For Corporate Partners

A long-term partnership,
carried through culture

Traditional Music Outreach Programme
for the Public Primary Schools of Ouagadougou — a request for corporate partnership

The project places traditional music teachers — griots — into the public primary schools of Ouagadougou. It is carried by three parties, each holding its own share: FT Music Office (Japan), ADEC/BF-J (Burkina Faso), and the municipal authorities of Ouagadougou. The pilot phase begins in May 2026.

PROLOGUE

In candour, before anything else

Burkina Faso is not among the countries in formal dialogue at TICAD (the Tokyo International Conference on African Development), and the Japanese Foreign Ministry classifies travel there as requiring caution. The project is not tied to the African policy of the Japanese government.

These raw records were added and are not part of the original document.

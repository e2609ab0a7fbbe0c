//! # taskman - personal task tracker
//!
//! A single-user task manager with a one-shot CLI and an interactive shell.
//! Tasks carry a title, optional description, priority, status, category,
//! due date and tags, and are stored as a JSON array in one local file.
//!
//! ## Quick Start
//!
//! ```bash
//! # Start the interactive shell
//! tm
//!
//! # Or run single commands
//! tm add Buy milk --priority high --due tomorrow --tag errand
//! tm list
//! tm complete 3f2a
//! ```
//!
//! Data lives in `~/.taskman/tasks.json` unless `--db` or `TASKMAN_DB` says
//! otherwise.
//!
//! ## Layers
//!
//! - [`task::Task`]: the entity and its field rules
//! - [`store::TaskStore`]: id-keyed map mirrored to the JSON file
//! - [`service::TaskService`]: create, update, delete and query operations
//! - [`cmd`] and [`shell`]: the command surface over the service

pub mod cli;
pub mod cmd;
pub mod config;
pub mod dates;
pub mod error;
pub mod fields;
pub mod format;
pub mod service;
pub mod shell;
pub mod store;
pub mod task;

pub use error::{Result, TaskError, ValidationError};
pub use service::{NewTask, TaskPatch, TaskService};
pub use store::TaskStore;
pub use task::Task;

And yet, there is a reason we continue to engage with this country.

Between those who share the experience of meeting modernity
while holding to their own culture — a relationship that grows over time.

This project is not an expansion into a new market, nor is it one-sided aid. It is the long, slow work of letting people meet people, and culture meet culture, directly, through culture itself. It does not promise an economic return. It offers companies who find value in such an undertaking the chance to walk alongside a country that is, in earnest, working to reclaim its own culture. In what follows, the risks are stated openly, and the meaning of the work is set out alongside them.

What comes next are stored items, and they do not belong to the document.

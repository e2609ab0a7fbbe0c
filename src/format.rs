//! Terminal output: coloured messages, task tables and detail views.
//!
//! Every function returns a `String` so callers choose the stream. With
//! colour disabled the output is plain text with identical layout.

use std::collections::BTreeMap;

use chrono::{DateTime, Local, NaiveDate, Utc};
use crossterm::style::{style, Color, Stylize};

use crate::dates::format_due_relative;
use crate::fields::{Priority, Status};
use crate::task::Task;

/// Number of id characters shown in tables.
pub const SHORT_ID_LEN: usize = 8;

/// Tasks due within this many days are highlighted.
const DUE_SOON_DAYS: i64 = 2;

const SEPARATOR_WIDTH: usize = 60;

const DATE_FORMAT: &str = "%Y-%m-%d %H:%M:%S";

const PROGRESS_BAR_WIDTH: usize = 20;

#[derive(Debug, Clone, Copy)]
pub struct TaskFormatter {
    color: bool,
}

impl TaskFormatter {
    pub fn new(color: bool) -> Self {
        TaskFormatter { color }
    }

    pub fn header(&self) -> String {
        let rule = "═".repeat(SEPARATOR_WIDTH);
        let title = format!("{:^width$}", "TASK MANAGER", width = SEPARATOR_WIDTH);
        format!(
            "{}\n{}\n{}",
            self.paint(&rule, Color::Cyan, true),
            self.paint(&title, Color::Cyan, false),
            self.paint(&rule, Color::Cyan, true)
        )
    }

    pub fn success(&self, message: &str) -> String {
        self.paint(message, Color::Green, true)
    }

    pub fn error(&self, message: &str) -> String {
        self.paint(&format!("Error: {message}"), Color::Red, true)
    }

    pub fn info(&self, message: &str) -> String {
        self.paint(message, Color::Blue, false)
    }

    pub fn warning(&self, message: &str) -> String {
        self.paint(message, Color::Yellow, false)
    }

    pub fn prompt(&self, message: &str) -> String {
        format!("{} ", self.paint(&format!("{message} >"), Color::Magenta, true))
    }

    /// Command reference for the interactive shell.
    pub fn help_menu(&self) -> String {
        const COMMANDS: [(&str, &str); 14] = [
            ("add <title> [--priority P] [--due D] ...", "Create a task"),
            ("list [--all] [--status S] [--sort K]", "List tasks"),
            ("show <id>", "Show task details"),
            ("edit <id> [--title T] [--desc D] ...", "Change task fields"),
            ("start <id>", "Mark a task in progress"),
            ("complete <id>", "Mark a task completed"),
            ("cancel <id>", "Cancel a task"),
            ("reopen <id>", "Set a task back to pending"),
            ("delete <id>", "Delete a task"),
            ("tags", "List tags with counts"),
            ("stats", "Show task statistics"),
            ("<command> --help", "Options for a command"),
            ("help", "Show this menu"),
            ("exit", "Leave the task manager"),
        ];
        let mut out = self.paint("Available commands:", Color::Cyan, true);
        for (usage, about) in COMMANDS {
            out.push('\n');
            out.push_str(&format!("  {}  {}", self.paint(&format!("{usage:<44}"), Color::Yellow, false), about));
        }
        out.push('\n');
        out.push_str(&self.paint(&"─".repeat(SEPARATOR_WIDTH), Color::DarkGrey, false));
        out
    }

    /// Table of tasks, one row each, in the order given.
    pub fn task_table(&self, tasks: &[Task], today: NaiveDate) -> String {
        let mut out = self.paint(
            &format!("{:<8} {:<11} {:<8} {:<9} {:<10} {}", "ID", "Status", "Priority", "Category", "Due", "Title [tags]"),
            Color::White,
            true,
        );
        for t in tasks {
            let tags = if t.tags().is_empty() {
                String::new()
            } else {
                format!(" [{}]", t.tags().join(","))
            };
            let category = t.category().map_or("-", |c| c.display_name());
            out.push('\n');
            out.push_str(&format!(
                "{:<8} {} {} {:<9} {} {}{}",
                short_id(t.id()),
                self.status(t.status(), 11),
                self.priority(t.priority(), 8),
                truncate(category, 9),
                self.due(t, today, 10),
                t.title(),
                tags
            ));
        }
        out
    }

    /// Full view of a single task.
    pub fn task_detail(&self, task: &Task, today: NaiveDate) -> String {
        let due = match task.due_date() {
            Some(d) => format!("{d} ({})", self.due(task, today, 0)),
            None => "-".into(),
        };
        let lines = [
            ("ID", task.id().to_string()),
            ("Title", task.title().to_string()),
            ("Status", self.status(task.status(), 0)),
            ("Priority", self.priority(task.priority(), 0)),
            ("Category", task.category().map_or_else(|| "-".into(), |c| c.to_string())),
            ("Due", due),
            ("Tags", if task.tags().is_empty() { "-".into() } else { task.tags().join(",") }),
            ("Progress", self.progress_bar(u32::from(task.progress()), 100, PROGRESS_BAR_WIDTH)),
            ("Estimate", task.estimated_hours().map_or_else(|| "-".into(), |h| format!("{h}h"))),
            ("Assignee", task.assigned_to().unwrap_or("-").to_string()),
            ("Project", task.project_id().unwrap_or("-").to_string()),
            ("Created", local_time(task.created_at())),
            ("Updated", local_time(task.updated_at())),
            ("Completed", task.completed_at().map_or_else(|| "-".into(), local_time)),
        ];
        let mut out = String::new();
        for (label, value) in lines {
            out.push_str(&format!("{:<13}{value}\n", format!("{label}:")));
        }
        out.push_str(&format!("Description:\n{}", task.description().unwrap_or("-")));
        if let Some(notes) = task.notes() {
            out.push_str(&format!("\nNotes:\n{notes}"));
        }
        out
    }

    /// Totals by status and priority plus the completion rate.
    pub fn stats(&self, tasks: &[Task]) -> String {
        let total = tasks.len();
        let by_status = |s: Status| tasks.iter().filter(|t| t.status() == s).count();
        let by_priority = |p: Priority| tasks.iter().filter(|t| t.priority() == p).count();
        let completed = by_status(Status::Completed);

        let mut out = self.paint("Task Statistics", Color::Cyan, true);
        out.push('\n');
        out.push_str(&self.paint(&"─".repeat(SEPARATOR_WIDTH), Color::DarkGrey, false));
        out.push_str(&format!("\n{:<17}{total}", "Total Tasks:"));
        let statuses = [Status::Completed, Status::InProgress, Status::Pending, Status::Cancelled];
        for (i, status) in statuses.into_iter().enumerate() {
            let branch = if i + 1 == statuses.len() { "└─" } else { "├─" };
            let label = format!("{branch} {}:", status.display_name());
            out.push_str(&format!("\n{label:<17}{}", self.status_count(status, by_status(status))));
        }

        out.push_str(&format!("\n\n{}", self.paint("Priority Breakdown:", Color::White, true)));
        let priorities = [Priority::Urgent, Priority::High, Priority::Medium, Priority::Low];
        for (i, priority) in priorities.into_iter().enumerate() {
            let branch = if i + 1 == priorities.len() { "└─" } else { "├─" };
            let label = format!("{branch} {}:", priority.display_name());
            out.push_str(&format!("\n{label:<17}{}", by_priority(priority)));
        }

        if total > 0 {
            let rate = completed as f64 / total as f64 * 100.0;
            out.push_str(&format!("\n\n{:<17}{rate:.1}%", "Completion Rate:"));
            out.push_str(&format!("\n{}", self.progress_bar(completed as u32, total as u32, PROGRESS_BAR_WIDTH)));
        }
        out
    }

    /// `[████░░░░] 50.0% (1/2)`. Empty when `total` is zero.
    pub fn progress_bar(&self, current: u32, total: u32, width: usize) -> String {
        if total == 0 {
            return String::new();
        }
        let current = current.min(total);
        let filled = (current as usize * width) / total as usize;
        let percentage = f64::from(current) / f64::from(total) * 100.0;
        format!(
            "[{}{}] {percentage:.1}% ({current}/{total})",
            self.paint(&"█".repeat(filled), Color::Green, false),
            "░".repeat(width - filled)
        )
    }

    fn status_count(&self, status: Status, count: usize) -> String {
        let color = match status {
            Status::Completed => Color::Green,
            Status::InProgress => Color::Yellow,
            Status::Pending => Color::Red,
            Status::Cancelled => Color::DarkGrey,
        };
        self.paint(&count.to_string(), color, false)
    }

    /// Tag usage table for the `tags` command.
    pub fn tag_counts(&self, counts: &BTreeMap<String, usize>) -> String {
        let mut out = self.paint(&format!("{:<16} {}", "Tag", "Count"), Color::White, true);
        for (tag, count) in counts {
            out.push_str(&format!("\n{:<16} {count}", truncate(tag, 16)));
        }
        out
    }

    fn status(&self, status: Status, width: usize) -> String {
        let color = match status {
            Status::Pending => Color::Yellow,
            Status::InProgress => Color::Cyan,
            Status::Completed => Color::Green,
            Status::Cancelled => Color::DarkGrey,
        };
        self.paint(&format!("{:<width$}", status.display_name()), color, false)
    }

    fn priority(&self, priority: Priority, width: usize) -> String {
        let text = format!("{:<width$}", priority.display_name());
        match priority {
            Priority::Low => self.paint(&text, Color::DarkGrey, false),
            Priority::Medium => self.paint(&text, Color::White, false),
            Priority::High => self.paint(&text, Color::Yellow, false),
            Priority::Urgent => self.paint(&text, Color::Red, true),
        }
    }

    fn due(&self, task: &Task, today: NaiveDate, width: usize) -> String {
        let text = format!("{:<width$}", format_due_relative(task.due_date(), today));
        if task.is_overdue_on(today) && !task.status().is_closed() {
            self.paint(&text, Color::Red, true)
        } else if task.is_due_soon_on(today, DUE_SOON_DAYS) && !task.status().is_closed() {
            self.paint(&text, Color::Yellow, false)
        } else {
            text
        }
    }

    fn paint(&self, text: &str, color: Color, bold: bool) -> String {
        if !self.color {
            return text.to_string();
        }
        let styled = style(text).with(color);
        if bold {
            styled.bold().to_string()
        } else {
            styled.to_string()
        }
    }
}

/// First [`SHORT_ID_LEN`] characters of an id.
pub fn short_id(id: &str) -> String {
    id.chars().take(SHORT_ID_LEN).collect()
}

fn local_time(at: DateTime<Utc>) -> String {
    at.with_timezone(&Local).format(DATE_FORMAT).to_string()
}

/// Truncate a string to a maximum width, adding ellipsis if needed.
pub fn truncate(s: &str, width: usize) -> String {
    if s.chars().count() <= width {
        return s.to_string();
    }
    let mut out: String = s.chars().take(width.saturating_sub(1)).collect();
    out.push('…');
    out
}
use std::io::{self, Write};
use std::process::ExitCode;

use clap::Parser;
use tracing::info;
use tracing_subscriber::EnvFilter;

use taskman::cli::Cli;
use taskman::cmd::{execute, Commands};
use taskman::config::Config;
use taskman::format::TaskFormatter;
use taskman::shell::run_shell;
use taskman::{TaskService, TaskStore};

fn main() -> ExitCode {
    let cli = Cli::parse();
    let config = Config::resolve(cli.db, cli.no_color, cli.verbose);

    let filter = EnvFilter::try_from_default_env().unwrap_or_else(|_| EnvFilter::new(&config.log_filter));
    tracing_subscriber::fmt()
        .with_env_filter(filter)
        .with_target(false)
        .with_ansi(config.color)
        .with_writer(io::stderr)
        .init();

    info!(db = %config.db_path.display(), "Starting task manager");
    let fmt = TaskFormatter::new(config.color);
    let mut service = TaskService::new(TaskStore::load(&config.db_path));

    let result = match cli.command {
        None | Some(Commands::Shell) => run_shell(&mut service, &fmt, io::stdin().lock(), &mut io::stdout().lock()),
        Some(command) => {
            let mut out = io::stdout().lock();
            execute(command, &mut service, &fmt, &mut out).and_then(|()| out.flush().map_err(Into::into))
        }
    };

    info!(tasks = service.read_available_tasks().len(), "Shutting down");
    match result {
        Ok(()) => ExitCode::SUCCESS,
        Err(e) => {
            eprintln!("{}", fmt.error(&format!("{e:#}")));
            ExitCode::FAILURE
        }
    }
}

Candour — speaking plainly

Burkina Faso is governed by the administration that came to power through the change of government in September 2022. There are political and security risks. This is not a fit for partners seeking short-term economic returns. The project is best suited to companies who see value in cultivating a long-term relationship through culture.

01

The road Burkina Faso is choosing now

Burkina Faso is a landlocked country in West Africa, with a population of roughly twenty-three million. Its capital, Ouagadougou, is home to an estimated three million people. The administration of President Ibrahim Traoré, formed after the change of government in September 2022, has placed at the centre of its national course a stepping back from neocolonial relations and a recovering of full sovereignty. According to IMF estimates, real GDP growth in 2023 and 2024 has held steady in the mid-five-percent range.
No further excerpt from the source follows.